Complex public policy considerations abound in attempting to balance the needs of first and second families. Legal status and responsibilities of stepfamily relationships are often not clear. Financial and relationship issues are often in tension, and blur in practice. This issue is only touched on, as it could be the subject of an entire paper.
1.4. The place of the stepfamily in family research and family policy
Some issues regarding definition of 'family' have already been noted. Although much academic work, and many professional and popular books now document stepfamily realities, it is still not uncommon to see references, even in Family Matters, to 'the family' as ending with separation or divorce and single parenthood - a kind of 'flat earth' approach to relationships which implies that further ventures are destined to fall off the face of the earth.
It is interesting to look at government funding for resourcing stepfamilies as an expression of social policy. One major effort to my knowledge is a resource package of video and booklet for stepfamilies, developed by the West Australian government as one of a series of resources for people in different forms of family.
The only other initiative I am aware of is a recent tender by the Child Support Agency for a neat 'one size fits all' educational package on stepfamily issues, whose purpose is to enhance compliance with Child Support orders.
While I believe any education on stepfamily realities is potentially a good thing, the very fact of this initiative stands like an island in an ocean of the absence of government recognition and preventive, supportive response to stepfamilies' needs in Australia.

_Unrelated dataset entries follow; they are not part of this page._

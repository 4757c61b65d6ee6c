use std::collections::HashMap;
use std::fmt;

use crate::core::packet::{
    AuthRequest, AuthResponse, FontInstallRequest, FontInstallResponse, Packet, PacketType,
};
use crate::error::{ProtocolError, Result};
use crate::protocol::sanitize::Sanitize;
use crate::transport::session::ConnectionHandle;

type ConnectionListener = dyn Fn(&ConnectionHandle) -> Result<()> + Send + Sync + 'static;
type ErrorListener = dyn Fn(&ConnectionHandle, &ProtocolError) -> Result<()> + Send + Sync + 'static;
type PacketListener = dyn Fn(&ConnectionHandle, &Packet) -> Result<()> + Send + Sync + 'static;

/// What a listener is registered for: a packet type or a connection event.
#[derive(Debug, Clone, Copy, PartialEq, Eq, Hash)]
pub enum EventKey {
    Packet(PacketType),
    Connect,
    Disconnect,
    Error,
}

impl fmt::Display for EventKey {
    fn fmt(&self, f: &mut fmt::Formatter<'_>) -> fmt::Result {
        match self {
            EventKey::Packet(ty) => write!(f, "packet:{ty}"),
            EventKey::Connect => f.write_str("connect"),
            EventKey::Disconnect => f.write_str("disconnect"),
            EventKey::Error => f.write_str("error"),
        }
    }
}

/// Per-server listener table.
///
/// Listeners are appended during setup and the bus is frozen behind an
/// `Arc` once the server starts listening. Emission is synchronous and
/// follows registration order; the first listener error stops the chain
/// and is returned to the caller.
#[derive(Default)]
pub struct EventBus {
    packet: HashMap<PacketType, Vec<Box<PacketListener>>>,
    connect: Vec<Box<ConnectionListener>>,
    disconnect: Vec<Box<ConnectionListener>>,
    error: Vec<Box<ErrorListener>>,
}

impl fmt::Debug for EventBus {
    fn fmt(&self, f: &mut fmt::Formatter<'_>) -> fmt::Result {
        let packet: HashMap<_, _> = self.packet.iter().map(|(k, v)| (*k, v.len())).collect();
        f.debug_struct("EventBus")
            .field("packet", &packet)
            .field("connect", &self.connect.len())
            .field("disconnect", &self.disconnect.len())
            .field("error", &self.error.len())
            .finish()
    }
}

/// Typed registration helpers that filter on the packet variant.
macro_rules! typed_listener {
    ($(#[$doc:meta])* $method:ident, $variant:ident) => {
        $(#[$doc])*
        pub fn $method<F>(&mut self, listener: F) -> &mut Self
        where
            F: Fn(&ConnectionHandle, &$variant) -> Result<()> + Send + Sync + 'static,
        {
            self.on_packet(PacketType::$variant, move |conn, packet| match packet {
                Packet::$variant(inner) => listener(conn, inner),
                _ => Ok(()),
            })
        }
    };
}

impl EventBus {
    pub fn new() -> Self {
        Self::default()
    }

    pub fn on_packet<F>(&mut self, packet_type: PacketType, listener: F) -> &mut Self
    where
        F: Fn(&ConnectionHandle, &Packet) -> Result<()> + Send + Sync + 'static,
    {
        self.packet
            .entry(packet_type)
            .or_default()
            .push(Box::new(listener));
        self
    }

    typed_listener!(on_auth_request, AuthRequest);
    typed_listener!(on_auth_response, AuthResponse);
    typed_listener!(
        /// Install and uninstall requests share this type; check `install`.
        on_font_install,
        FontInstallRequest
    );
    typed_listener!(on_font_install_response, FontInstallResponse);

    pub fn on_connect<F>(&mut self, listener: F) -> &mut Self
    where
        F: Fn(&ConnectionHandle) -> Result<()> + Send + Sync + 'static,
    {
        self.connect.push(Box::new(listener));
        self
    }

    pub fn on_disconnect<F>(&mut self, listener: F) -> &mut Self
    where
        F: Fn(&ConnectionHandle) -> Result<()> + Send + Sync + 'static,
    {
        self.disconnect.push(Box::new(listener));
        self
    }

    pub fn on_error<F>(&mut self, listener: F) -> &mut Self
    where
        F: Fn(&ConnectionHandle, &ProtocolError) -> Result<()> + Send + Sync + 'static,
    {
        self.error.push(Box::new(listener));
        self
    }

    pub fn listener_count(&self, key: EventKey) -> usize {
        match key {
            EventKey::Packet(ty) => self.packet.get(&ty).map_or(0, Vec::len),
            EventKey::Connect => self.connect.len(),
            EventKey::Disconnect => self.disconnect.len(),
            EventKey::Error => self.error.len(),
        }
    }

    /// Sanitize a freshly decoded packet and hand it to its listeners.
    pub fn dispatch_packet(&self, conn: &ConnectionHandle, mut packet: Packet) -> Result<()> {
        packet.sanitize();
        self.emit_packet(conn, &packet)
    }

    /// Invoke the listeners for `packet` as-is. Listeners are selected by
    /// the packet's variant, not by the type id it arrived under.
    pub fn emit_packet(&self, conn: &ConnectionHandle, packet: &Packet) -> Result<()> {
        if let Some(listeners) = self.packet.get(&packet.packet_type()) {
            for listener in listeners {
                listener(conn, packet)?;
            }
        }
        Ok(())
    }

    pub fn emit_connect(&self, conn: &ConnectionHandle) -> Result<()> {
        self.connect.iter().try_for_each(|listener| listener(conn))
    }

    pub fn emit_disconnect(&self, conn: &ConnectionHandle) -> Result<()> {
        self.disconnect.iter().try_for_each(|listener| listener(conn))
    }

    pub fn emit_error(&self, conn: &ConnectionHandle, error: &ProtocolError) -> Result<()> {
        self.error.iter().try_for_each(|listener| listener(conn, error))
    }
}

I should mention that the Association is pleased to be receiving ongoing Commonwealth government funding for preventive intervention of $30,000 per year, to finish in June 1999. There is a budget promise of continuation funding, but as we all know, that's no certainty. There does seem to be a serious funding and social policy imbalance when a sub-group of 20% of Australian families receives just this much recognition and support.
2 What needs to happen?
2.1. Acknowledge stepfamily realities.
Stepfamilies are nothing new. They have been around since times of fairy tale and myth. The major changes are that they have increased in numbers, and that until recently they were mainly created after a relationship ended through the death of a partner - from war, from childbirth, from illness - not divorce.
Much is now known about stepfamilies. I won't elaborate on ways stepfamilies differ from other family forms. These are well documented in many texts. Theoretical understandings of stepfamilies as a unique family form are broadly espoused, yet in practice stepfamily members often continue to struggle in a fog of uncertainty about appropriate norms and roles, their confusion amplified by ambiguous messages both from within (beliefs) and from without (social myths). (Martin 1996:17,18)
This sense of confusion and struggle seems widespread. As I move around welfare agencies in Melbourne in my roles as Executive Officer of the Association, and as a social work educator at La Trobe university, many professionals report disproportionate numbers of stepfamilies in their client population, and that staff often find it very challenging to work with stepfamily issues. For example,
- a conflict resolution agency in Melbourne reports 50% of its client group are stepfamilies.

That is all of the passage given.